As Jesus tells the story, the man plants one seed in his field.  And if we’re a listener in Jesus’ audience we assume that soon the whole field will be transformed.  It will be a mustard field.   Jesus makes a point of also noting that other creatures also benefit from that mustard plant.  The birds of the air have a place to land and build their nests.  

The kingdom of heaven is like that.

When Jesus talks about the kingdom of heaven, he’s not talking about the afterlife.  He’s talking about a life of mercy, grace and justice.  Now.  He’s talking about a life of generosity and abundance.  Now.  He’s talking about how that life of mercy, grace, justice, generosity and abundance reaches beyond us to benefit all of creation.  Now.  

When Jesus talks about the kingdom of heaven, he’s talking about the things we fail to notice, common everyday life things, little things that are right there in front of us if we will only take a moment to really look at them and appreciate them, if have enough sense to grasp their importance.

“The kingdom of heaven is like yeast that a woman took and mixed in with three measures of flour until all of it was leavened.”

Sounds simple enough, but there’s something we lose in the translation, so here are three things here to better understand this little parable.  

First, the yeast isn’t yeast.  It’s leaven.  They didn’t know about yeast, per se, in Jesus’ time. Think sourdough starter.  Making sourdough has been a fun trend during the pandemic.  One of my friends makes regular posts on Facebook about the state of her starter.  She even named it.  I remember years ago when a friend sent us some starter that she was particularly proud of so that we could make some sourdough bread of our own.  It was a thing to share it and pass it along.  The kingdom of heaven is like that.

Second, the woman in the parable doesn’t “mix” the leaven into the flour.  The Greek word there is enkrypto.  It says literally that she hides it in the flour.  The kingdom is something transformative that’s hidden in the midst of all the other ingredients—that little something that’s in, with, and under the other things that changes all of them.  The kingdom of heaven is like that.

Third, three measures of flour. We’re not talking about 3 cups here.  According to Amy-Jill Levine, in first century terms we’re looking at somewhere between 40 and 60 pounds of flour.[1]  This woman in Jesus’ parable is making enough bread to feed her whole village and she’s going to need all the women in the village to help her knead the dough.  The kingdom of heaven is like that.

Again, when Jesus talks about the reign of heaven, he is not talking about pearly gates and streets of gold in the life after life.  He is talking about living an alternative life with alternative values and higher allegiances here and now.  One of the times Jesus says this most plainly is in Luke 17:20-21.

Once Jesus was asked by the Pharisees when the kingdom of God was coming, and he answered, “The kingdom of God is not coming with things that can be observed;  nor will they say, ‘Look, here it is!’ or ‘There it is!’ For, in fact, the kingdom of God is among you.”
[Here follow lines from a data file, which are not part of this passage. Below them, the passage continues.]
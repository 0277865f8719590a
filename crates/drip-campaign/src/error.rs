//! Error types for `drip-campaign`.

use std::path::PathBuf;

use thiserror::Error;

#[derive(Debug, Error)]
pub enum Error {
  #[error("core error: {0}")]
  Core(#[from] drip_core::Error),

  #[error("store error: {0}")]
  Store(#[source] Box<dyn std::error::Error + Send + Sync>),

  #[error("sequence folder {0:?} does not exist")]
  MissingSequenceFolder(PathBuf),

  #[error("no segments configured")]
  NoSegments,

  #[error("segment {0:?} cannot name a sequence file")]
  UnusableSegment(String),

  #[error("{0} is already registered")]
  AlreadyRegistered(String),
}

/// Why a single message was not handed to the mail server.
#[derive(Debug, Error)]
pub enum MailError {
  #[error("invalid recipient address: {0:?}")]
  InvalidRecipient(String),

  #[error("invalid sender address: {0}")]
  InvalidSender(String),

  #[error("could not build message: {0}")]
  Build(String),

  #[error("transport error: {0}")]
  Transport(#[source] Box<dyn std::error::Error + Send + Sync>),
}

pub type Result<T, E = Error> = std::result::Result<T, E>;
The kingdom, the reign of heaven, is among us.  It’s in the midst of us. Present tense.  Now. That’s why Jesus uses such everyday pictures to describe it.  It is a domain in which we live and move and have our being if we know how to see it.   

The reign of heaven is learning to see each other as undiscovered treasures that we stumble across in a field that doesn’t belong to us, learning to see Christ in, with, and under each person we encounter.  

The reign of heaven is discovering a pearl, a life, so valuable and beautiful that we’re willing to go all in to have it, to live it in a world that God so loves that God went all in to save it.

The reign of heaven is a splash of cold water on your face in the morning reminding you that in the clear waters of your baptism you were promised that nothing can separate you from the love of God in whom you live and move and have your being, reminding you that Christ is present in, with, and under the water, reminding you that life itself is always and everywhere being renewed and transformed by little things seen and unseen.

The kingdom of heaven is every act of justice, of kindness and mercy, of grace and generosity, floating into the world like a dandelion seed blown by a child’s wish.  It plants itself in a crack in the sidewalk and brings color and new life out of the brokenness.  

The kingdom of heaven is like that.

In Jesus’ name.


[1] Short Stories by Jesus: The Enigmatic Parables of a Controversial Rabbi,  Amy-Jill Levine, p.121; HarperCollins, 2014

About Those Weeds…

Matthew 13:24-30, 36-43

He put before them another parable: “The kingdom of heaven may be compared to someone who sowed good seed in his field;  25 but while everybody was asleep, an enemy came and sowed weeds among the wheat, and then went away.  26 So when the plants came up and bore grain, then the weeds appeared as well.  27 And the slaves of the householder came and said to him, ‘Master, did you not sow good seed in your field? Where, then, did these weeds come from?’  28 He answered, ‘An enemy has done this.’ The slaves said to him, ‘Then do you want us to go and gather them?’  29 But he replied, ‘No; for in gathering the weeds you would uproot the wheat along with them.  30 Let both of them grow together until the harvest; and at harvest time I will tell the reapers, Collect the weeds first and bind them in bundles to be burned, but gather the wheat into my barn.’” 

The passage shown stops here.